== Segment start ==

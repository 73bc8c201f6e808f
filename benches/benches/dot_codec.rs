//! Benchmarks per-dot and per-dot-byte encode/decode throughput across the
//! three color-depth modes (shade, primary, secondary).

use criterion::{BenchmarkId, Criterion, Throughput, criterion_group, criterion_main};

use colorsafe_benches::generate_payload;
use colorsafe_core::dot::Dot;
use colorsafe_core::dot_byte::DotByte;

/// One representative `colorDepth` per [`colorsafe_core::dot::DotMode`].
const DEPTHS: [(&str, u16); 3] = [("shade", 1), ("primary", 2), ("secondary", 3)];

fn bench_dot_encode(c: &mut Criterion) {
	let mut group = c.benchmark_group("dot_encode");
	for (label, color_depth) in DEPTHS {
		let bits = vec![true; color_depth as usize];
		group.bench_with_input(BenchmarkId::new("mode", label), &bits, |b, bits| {
			b.iter(|| Dot::encode(bits, color_depth));
		});
	}
	group.finish();
}

fn bench_dot_decode(c: &mut Criterion) {
	let mut group = c.benchmark_group("dot_decode");
	for (label, color_depth) in DEPTHS {
		let bits = vec![true; color_depth as usize];
		let dot = Dot::encode(&bits, color_depth);
		group.bench_with_input(BenchmarkId::new("mode", label), &dot, |b, dot| {
			b.iter(|| dot.decode(color_depth));
		});
	}
	group.finish();
}

fn bench_dot_byte_throughput(c: &mut Criterion) {
	let mut group = c.benchmark_group("dot_byte_round_trip");
	for (label, color_depth) in DEPTHS {
		let bytes = generate_payload(color_depth as usize, 9);
		group.throughput(Throughput::Bytes(color_depth as u64));
		group.bench_with_input(BenchmarkId::new("mode", label), &bytes, |b, bytes| {
			b.iter(|| {
				let db = DotByte::encode(bytes, color_depth);
				db.decode(color_depth)
			});
		});
	}
	group.finish();
}

criterion_group!(benches, bench_dot_encode, bench_dot_decode, bench_dot_byte_throughput);
criterion_main!(benches);
//! A rectangular block of [`DotRow`]s: owns Reed-Solomon coding across the
//! data/ECC split and a fixed magic row separating the two.

mod builder;

#[cfg(test)]
mod tests;

use crate::dot_row::DotRow;
use crate::error::CsError;
use crate::rs::{BlockLayout, BlockStatus, block_layouts, rs_decode_block};

pub use builder::split_rows;
use builder::{SectorBuilder, reconcile_layouts};

/// A sector: `height` rows of `width` dots at `color_depth` bits/dot, split
/// into data rows, one magic row, and ECC rows.
#[derive(Debug, Clone)]
pub struct Sector {
	/// Rows per sector, including the magic row.
	pub height: u32,
	/// Dots per row.
	pub width: u32,
	/// Bits carried per dot.
	pub color_depth: u16,
	/// Fraction of non-magic rows reserved for ECC.
	pub ecc_rate: f64,
	/// Decoded (or, for a freshly-encoded sector, zero-padded source) payload
	/// bytes, length `data_row_count * width * color_depth / 8`.
	pub data: Vec<u8>,
	/// Data rows, top to bottom.
	pub data_rows: Vec<DotRow>,
	/// The single magic row separating data rows from ECC rows.
	pub magic_row: DotRow,
	/// ECC rows, top to bottom.
	pub ecc_rows: Vec<DotRow>,
	/// Per-RS-block outcome of the most recent decode (empty until decoded,
	/// all [`BlockStatus::Ok`] immediately after a fresh encode).
	pub block_status: Vec<BlockStatus>,
	/// The `(message_len, ecc_len)` split used for each block in
	/// `block_status`, kept around so [`Sector::rs_errors`] can report
	/// structured per-block detail without recomputing the partition.
	pub block_layouts: Vec<BlockLayout>,
}

impl Sector {
	/// Encodes `data` into a sector of the given geometry, running RS over
	/// block-partitioned message/ECC splits (§4.4).
	pub fn encode(
		data: &[u8],
		height: u32,
		width: u32,
		color_depth: u16,
		ecc_rate: f64,
	) -> Result<Self, CsError> {
		SectorBuilder::new(height, width, color_depth, ecc_rate).build_encoded(data)
	}

	/// Decodes a sector from its rows, in declared order (data rows,
	/// magic row, ECC rows). RS failures are reported per-block rather than
	/// aborting; see [`Sector::block_status`].
	pub fn decode(
		rows: &[DotRow],
		height: u32,
		width: u32,
		color_depth: u16,
		ecc_rate: f64,
	) -> Result<Self, CsError> {
		if width % crate::constants::BYTE_SIZE != 0 {
			return Err(CsError::InvalidDimensions {
				reason: format!("sector width {width} is not a multiple of 8"),
			});
		}
		if rows.len() != height as usize {
			return Err(CsError::InvalidDimensions {
				reason: format!(
					"expected {height} rows for this sector geometry, got {}",
					rows.len()
				),
			});
		}

		let (data_rows_n, ecc_rows_n) = split_rows(height, ecc_rate);
		let data_rows = rows[..data_rows_n as usize].to_vec();
		let magic_row = rows[data_rows_n as usize].clone();
		let ecc_rows = rows[data_rows_n as usize + 1..].to_vec();

		let raw_data: Vec<u8> = data_rows.iter().flat_map(|r| r.decode(color_depth)).collect();
		let raw_ecc: Vec<u8> = ecc_rows.iter().flat_map(|r| r.decode(color_depth)).collect();

		let data_capacity = raw_data.len();
		let ecc_capacity = raw_ecc.len();
		let mut layouts = block_layouts(data_capacity + ecc_capacity, data_rows_n, ecc_rows_n);
		reconcile_layouts(&mut layouts, data_capacity, ecc_capacity);

		let mut data = Vec::with_capacity(data_capacity);
		let mut block_status = Vec::with_capacity(layouts.len());
		let mut data_cursor = 0usize;
		let mut ecc_cursor = 0usize;
		for (index, layout) in layouts.iter().enumerate() {
			let message = &raw_data[data_cursor..data_cursor + layout.message_len];
			let ecc = &raw_ecc[ecc_cursor..ecc_cursor + layout.ecc_len];
			let (corrected, status) = rs_decode_block(message, ecc, *layout);
			if status == BlockStatus::Uncorrectable {
				log::warn!(
					"sector: RS block {index} uncorrectable (message_len={}, ecc_len={})",
					layout.message_len,
					layout.ecc_len
				);
			}
			data.extend(corrected);
			block_status.push(status);
			data_cursor += layout.message_len;
			ecc_cursor += layout.ecc_len;
		}

		Ok(Self {
			height,
			width,
			color_depth,
			ecc_rate,
			data,
			data_rows,
			magic_row,
			ecc_rows,
			block_status,
			block_layouts: layouts,
		})
	}

	/// All rows in on-page render order: data rows, then the magic row, then
	/// ECC rows.
	pub fn all_rows(&self) -> Vec<DotRow> {
		let mut rows = self.data_rows.clone();
		rows.push(self.magic_row.clone());
		rows.extend(self.ecc_rows.clone());
		rows
	}

	/// Whether this sector's payload begins with a magic row, the marker
	/// [`crate::metadata::MetadataSector`] uses to recognize itself without a
	/// separate on-wire flag. A sector whose first data row isn't all
	/// [`crate::constants::MAGIC_BYTE`] is strong evidence it's an ordinary
	/// data sector (§4.4).
	pub fn looks_like_metadata(&self) -> bool {
		let row_capacity = DotRow::byte_capacity(self.color_depth, self.width);
		self.data.len() >= row_capacity
			&& self.data[..row_capacity].iter().all(|&b| b == crate::constants::MAGIC_BYTE)
	}

	/// Whether every RS block in the most recent decode corrected cleanly.
	pub fn fully_corrected(&self) -> bool {
		self.block_status.iter().all(|s| *s == BlockStatus::Ok)
	}

	/// Structured [`CsError::RsUncorrectable`] errors for every block that
	/// failed to correct in the most recent decode, for a caller that wants
	/// per-block detail rather than just the aggregate [`Sector::fully_corrected`]
	/// check. `sector_index` is the caller's index for this sector on its
	/// page; it has no meaning to the sector itself. Does not affect
	/// decoding — per §4.4, an uncorrectable block is reported, not fatal.
	pub fn rs_errors(&self, sector_index: usize) -> Vec<CsError> {
		self.block_status
			.iter()
			.zip(&self.block_layouts)
			.enumerate()
			.filter(|(_, (status, _))| **status == BlockStatus::Uncorrectable)
			.map(|(block_index, (_, layout))| CsError::RsUncorrectable {
				sector_index,
				block_index,
				message_len: layout.message_len,
				ecc_len: layout.ecc_len,
			})
			.collect()
	}
}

== Segment end ==

TRY IT: In the data above, each line holding "page" is to be found and copied.

ANSWER SECTION:
	/// All rows in on-page render order: data rows, then the magic row, then
	/// page; it has no meaning to the sector itself. Does not affect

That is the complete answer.